//! Historical price series fetching.
//!
//! Wraps a chart-style price-history endpoint with the retry discipline
//! the rest of the pipeline relies on: bounded attempts per lookback
//! period with randomized delay, escalation through a configured period
//! list, and a mandatory randomized pause between instruments so the
//! remote source doesn't block the caller.
//!
//! Every failure cause — timeout, rate limiting, empty or malformed
//! payload — is treated identically as `ScanError::TransientFetch`.

use anyhow::Context;
use async_trait::async_trait;
use chrono::DateTime;
use rand::Rng;
use reqwest::Client;
use serde::Deserialize;
use std::time::Duration;
use tracing::{debug, warn};

use crate::config::FetchConfig;
use crate::types::{Instrument, PricePoint, PriceSeries, ScanError};

// ---------------------------------------------------------------------------
// Price history source
// ---------------------------------------------------------------------------

/// A remote source of daily close series.
#[async_trait]
pub trait PriceHistorySource: Send + Sync {
    /// Fetch a close series for one symbol over one lookback period.
    ///
    /// All failure causes map to `ScanError::TransientFetch`; an empty
    /// series is a valid (retryable) response, not an error.
    async fn fetch(
        &self,
        symbol: &str,
        period: &str,
        interval: &str,
    ) -> Result<PriceSeries, ScanError>;

    /// Source name for logging.
    fn name(&self) -> &str;
}

// ---------------------------------------------------------------------------
// Chart API client
// ---------------------------------------------------------------------------

const CHART_BASE_URL: &str = "https://query1.finance.yahoo.com/v8/finance/chart";

/// Chart API response envelope. Only the fields we consume.
#[derive(Debug, Deserialize)]
struct ChartResponse {
    chart: ChartEnvelope,
}

#[derive(Debug, Deserialize)]
struct ChartEnvelope {
    #[serde(default)]
    result: Option<Vec<ChartResult>>,
    #[serde(default)]
    error: Option<serde_json::Value>,
}

#[derive(Debug, Deserialize)]
struct ChartResult {
    #[serde(default)]
    timestamp: Option<Vec<i64>>,
    indicators: ChartIndicators,
}

#[derive(Debug, Deserialize)]
struct ChartIndicators {
    quote: Vec<ChartQuote>,
}

#[derive(Debug, Deserialize)]
struct ChartQuote {
    #[serde(default)]
    close: Option<Vec<Option<f64>>>,
}

/// HTTP client for the chart-style price endpoint.
pub struct ChartApiClient {
    http: Client,
    base_url: String,
}

impl ChartApiClient {
    pub fn new(timeout: Duration) -> anyhow::Result<Self> {
        Self::with_base_url(CHART_BASE_URL, timeout)
    }

    pub fn with_base_url(base_url: &str, timeout: Duration) -> anyhow::Result<Self> {
        let http = Client::builder()
            .timeout(timeout)
            .user_agent("stockscan/0.1.0")
            .build()
            .context("Failed to build HTTP client for price source")?;

        Ok(Self {
            http,
            base_url: base_url.trim_end_matches('/').to_string(),
        })
    }

    fn transient(symbol: &str, message: impl Into<String>) -> ScanError {
        ScanError::TransientFetch {
            symbol: symbol.to_string(),
            message: message.into(),
        }
    }
}

#[async_trait]
impl PriceHistorySource for ChartApiClient {
    async fn fetch(
        &self,
        symbol: &str,
        period: &str,
        interval: &str,
    ) -> Result<PriceSeries, ScanError> {
        let url = format!(
            "{}/{symbol}?range={period}&interval={interval}",
            self.base_url
        );
        debug!(url = %url, "Fetching price history");

        let resp = self
            .http
            .get(&url)
            .send()
            .await
            .map_err(|e| Self::transient(symbol, format!("request failed: {e}")))?;

        if !resp.status().is_success() {
            return Err(Self::transient(symbol, format!("HTTP {}", resp.status())));
        }

        let body: ChartResponse = resp
            .json()
            .await
            .map_err(|e| Self::transient(symbol, format!("malformed payload: {e}")))?;

        if let Some(err) = body.chart.error {
            return Err(Self::transient(symbol, format!("source error: {err}")));
        }

        let result = body
            .chart
            .result
            .and_then(|mut r| if r.is_empty() { None } else { Some(r.remove(0)) })
            .ok_or_else(|| Self::transient(symbol, "empty result set"))?;

        let timestamps = result.timestamp.unwrap_or_default();
        let closes = result
            .indicators
            .quote
            .into_iter()
            .next()
            .and_then(|q| q.close)
            .unwrap_or_default();

        let points: Vec<PricePoint> = timestamps
            .iter()
            .zip(closes)
            .filter_map(|(&ts, close)| {
                let close = close?;
                let date = DateTime::from_timestamp(ts, 0)?.date_naive();
                Some(PricePoint { date, close })
            })
            .collect();

        Ok(PriceSeries::new(symbol, points))
    }

    fn name(&self) -> &str {
        "chart-api"
    }
}

// ---------------------------------------------------------------------------
// Fetcher
// ---------------------------------------------------------------------------

/// Retry/backoff/fallback parameters, lifted verbatim from config.
#[derive(Debug, Clone)]
pub struct FetcherConfig {
    pub periods: Vec<String>,
    pub interval: String,
    pub retries_per_period: u32,
    pub retry_delay_secs: (f64, f64),
    pub instrument_delay_secs: (f64, f64),
    pub min_series_len: usize,
}

impl From<&FetchConfig> for FetcherConfig {
    fn from(cfg: &FetchConfig) -> Self {
        Self {
            periods: cfg.periods.clone(),
            interval: cfg.interval.clone(),
            retries_per_period: cfg.retries_per_period.max(1),
            retry_delay_secs: (cfg.retry_delay_min_secs, cfg.retry_delay_max_secs),
            instrument_delay_secs: (cfg.instrument_delay_min_secs, cfg.instrument_delay_max_secs),
            min_series_len: cfg.min_series_len,
        }
    }
}

impl FetcherConfig {
    /// Upper bound on source attempts for one instrument.
    pub fn max_attempts(&self) -> u32 {
        self.retries_per_period * self.periods.len() as u32
    }
}

/// Fetches one instrument's series through the retry/fallback policy.
pub struct PriceSeriesFetcher {
    source: Box<dyn PriceHistorySource>,
    cfg: FetcherConfig,
}

impl PriceSeriesFetcher {
    pub fn new(source: Box<dyn PriceHistorySource>, cfg: FetcherConfig) -> Self {
        Self { source, cfg }
    }

    pub fn config(&self) -> &FetcherConfig {
        &self.cfg
    }

    /// Fetch the first series exceeding the minimum length, walking the
    /// configured period list.
    ///
    /// Per period: up to `retries_per_period` attempts with a randomized
    /// delay between them. A too-short series counts as a failed attempt.
    /// Total attempts never exceed `retries_per_period × periods`, which
    /// bounds elapsed time. Exhaustion returns `TransientFetch`; the
    /// caller skips the instrument and continues.
    pub async fn fetch_series(&self, instrument: &Instrument) -> Result<PriceSeries, ScanError> {
        let symbol = instrument.symbol();
        let mut last_failure = String::from("no attempts made");
        let mut last_was_short = false;

        for period in &self.cfg.periods {
            for attempt in 1..=self.cfg.retries_per_period {
                if attempt > 1 {
                    let delay = jitter(self.cfg.retry_delay_secs);
                    debug!(symbol = %symbol, period = %period, attempt, delay_ms = delay.as_millis() as u64, "Retrying fetch");
                    tokio::time::sleep(delay).await;
                }

                match self
                    .source
                    .fetch(&symbol, period, &self.cfg.interval)
                    .await
                {
                    Ok(series) if series.len() > self.cfg.min_series_len => {
                        debug!(symbol = %symbol, period = %period, closes = series.len(), "Series fetched");
                        return Ok(series);
                    }
                    Ok(series) => {
                        last_failure = format!(
                            "period {period}: series too short ({} closes)",
                            series.len()
                        );
                        last_was_short = true;
                        debug!(symbol = %symbol, period = %period, closes = series.len(), "Series below minimum length");
                    }
                    Err(e) => {
                        last_failure = format!("period {period}: {e}");
                        last_was_short = false;
                        warn!(symbol = %symbol, period = %period, attempt, error = %e, "Fetch attempt failed");
                    }
                }
            }
        }

        // A run that ended on a short series is a data problem, not a
        // source problem; the caller excludes the instrument either way.
        if last_was_short {
            Err(ScanError::DataInsufficient {
                symbol,
                reason: last_failure,
            })
        } else {
            Err(ScanError::TransientFetch {
                symbol,
                message: format!("exhausted all periods; last failure: {last_failure}"),
            })
        }
    }

    /// The mandatory self-throttle between successive instruments.
    /// Randomized so request timing doesn't form a bannable pattern.
    pub async fn pace(&self) {
        let delay = jitter(self.cfg.instrument_delay_secs);
        if !delay.is_zero() {
            debug!(delay_ms = delay.as_millis() as u64, "Pacing before next instrument");
            tokio::time::sleep(delay).await;
        }
    }
}

/// Uniform random duration within `[min, max]` seconds. Inverted
/// bounds are swapped; degenerate or non-positive bounds collapse to
/// zero (used by tests).
fn jitter(bounds: (f64, f64)) -> Duration {
    let (mut min, mut max) = bounds;
    if max < min {
        std::mem::swap(&mut min, &mut max);
    }
    if max <= 0.0 || min < 0.0 {
        return Duration::ZERO;
    }
    let secs = if max > min {
        rand::thread_rng().gen_range(min..=max)
    } else {
        min
    };
    Duration::from_secs_f64(secs)
}

// ---------------------------------------------------------------------------
// Tests
// ---------------------------------------------------------------------------
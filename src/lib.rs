//! STOCKSCAN — Exchange instrument scanner with Monte Carlo forecasting
//!
//! Library crate exposing all modules for use by integration tests
//! and the binary entry point.

pub mod config;
pub mod types;
pub mod pool;
pub mod fetch;
pub mod forecast;
pub mod engine;
pub mod sync;
pub mod narrative;
pub mod watchlist;
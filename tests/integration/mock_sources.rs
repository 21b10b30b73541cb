//! Deterministic in-memory fakes for integration testing.
//!
//! Mirrors the external collaborators — listing endpoints, the price
//! history source, and the key-value sheet store — with fully
//! controllable, no-network implementations.

use anyhow::Result;
use async_trait::async_trait;
use chrono::NaiveDate;
use std::collections::HashMap;
use std::sync::atomic::{AtomicU32, Ordering};
use std::sync::{Arc, Mutex};

use stockscan::fetch::PriceHistorySource;
use stockscan::pool::ListingSource;
use stockscan::sync::KeyValueSheet;
use stockscan::types::{Instrument, PricePoint, PriceSeries, ScanError};

/// A synthetic close series with real variance.
pub fn wavy_series(symbol: &str, n: usize) -> PriceSeries {
    let start = NaiveDate::from_ymd_opt(2026, 1, 5).unwrap();
    let points = (0..n)
        .map(|i| PricePoint {
            date: start + chrono::Duration::days(i as i64),
            close: 100.0 + (i as f64 * 0.7).sin() * 3.0 + i as f64 * 0.1,
        })
        .collect();
    PriceSeries::new(symbol, points)
}

// ---------------------------------------------------------------------------
// Listing sources
// ---------------------------------------------------------------------------

/// Listing endpoint returning a fixed instrument set, or always failing.
pub struct MockListingSource {
    name: String,
    outcome: Result<Vec<Instrument>, String>,
    pub calls: Arc<AtomicU32>,
}

impl MockListingSource {
    pub fn ok(name: &str, symbols: &[&str]) -> Self {
        Self {
            name: name.to_string(),
            outcome: Ok(symbols
                .iter()
                .map(|s| Instrument::parse(s).expect("valid test symbol"))
                .collect()),
            calls: Arc::new(AtomicU32::new(0)),
        }
    }

    pub fn timing_out(name: &str) -> Self {
        Self {
            name: name.to_string(),
            outcome: Err("request timed out".to_string()),
            calls: Arc::new(AtomicU32::new(0)),
        }
    }
}

#[async_trait]
impl ListingSource for MockListingSource {
    async fn fetch_listing(&self) -> Result<Vec<Instrument>> {
        self.calls.fetch_add(1, Ordering::SeqCst);
        match &self.outcome {
            Ok(v) => Ok(v.clone()),
            Err(msg) => Err(anyhow::anyhow!("{msg}")),
        }
    }

    fn name(&self) -> &str {
        &self.name
    }
}

// ---------------------------------------------------------------------------
// Price history source
// ---------------------------------------------------------------------------

/// Price source serving canned series per symbol; everything else is a
/// transient failure. Counts attempts for throttle/bound assertions.
pub struct MockHistorySource {
    series: HashMap<String, PriceSeries>,
    pub attempts: Arc<AtomicU32>,
}

impl MockHistorySource {
    pub fn new(entries: &[(&str, usize)]) -> Self {
        Self {
            series: entries
                .iter()
                .map(|(sym, n)| (sym.to_string(), wavy_series(sym, *n)))
                .collect(),
            attempts: Arc::new(AtomicU32::new(0)),
        }
    }
}

#[async_trait]
impl PriceHistorySource for MockHistorySource {
    async fn fetch(
        &self,
        symbol: &str,
        _period: &str,
        _interval: &str,
    ) -> Result<PriceSeries, ScanError> {
        self.attempts.fetch_add(1, Ordering::SeqCst);
        self.series
            .get(symbol)
            .cloned()
            .ok_or_else(|| ScanError::TransientFetch {
                symbol: symbol.to_string(),
                message: "no data for symbol".to_string(),
            })
    }

    fn name(&self) -> &str {
        "mock-history"
    }
}

// ---------------------------------------------------------------------------
// Key-value sheet
// ---------------------------------------------------------------------------

/// In-memory sheet with the gateway's 1-indexed addressing.
#[derive(Clone, Default)]
pub struct InMemorySheet {
    rows: Arc<Mutex<Vec<Vec<String>>>>,
}

impl InMemorySheet {
    pub fn new() -> Self {
        Self::default()
    }

    pub fn snapshot(&self) -> Vec<Vec<String>> {
        self.rows.lock().unwrap().clone()
    }

    /// Rows whose key column matches.
    pub fn rows_for_key(&self, key: &str) -> Vec<Vec<String>> {
        self.snapshot()
            .into_iter()
            .filter(|r| r.first().map(|k| k == key).unwrap_or(false))
            .collect()
    }
}

#[async_trait]
impl KeyValueSheet for InMemorySheet {
    async fn get_all_rows(&self) -> Result<Vec<Vec<String>>> {
        Ok(self.snapshot())
    }

    async fn update_cell(&self, row: usize, col: usize, value: &str) -> Result<()> {
        let mut rows = self.rows.lock().unwrap();
        let row = rows
            .get_mut(row - 1)
            .ok_or_else(|| anyhow::anyhow!("row {row} out of range"))?;
        while row.len() < col {
            row.push(String::new());
        }
        row[col - 1] = value.to_string();
        Ok(())
    }

    async fn append_row(&self, values: Vec<String>) -> Result<()> {
        self.rows.lock().unwrap().push(values);
        Ok(())
    }
}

--

REQUIRED ACTION
Return the number of lines containing the word "MockListingSource" in these records, with no additional output.

EXERCISE RESULT
3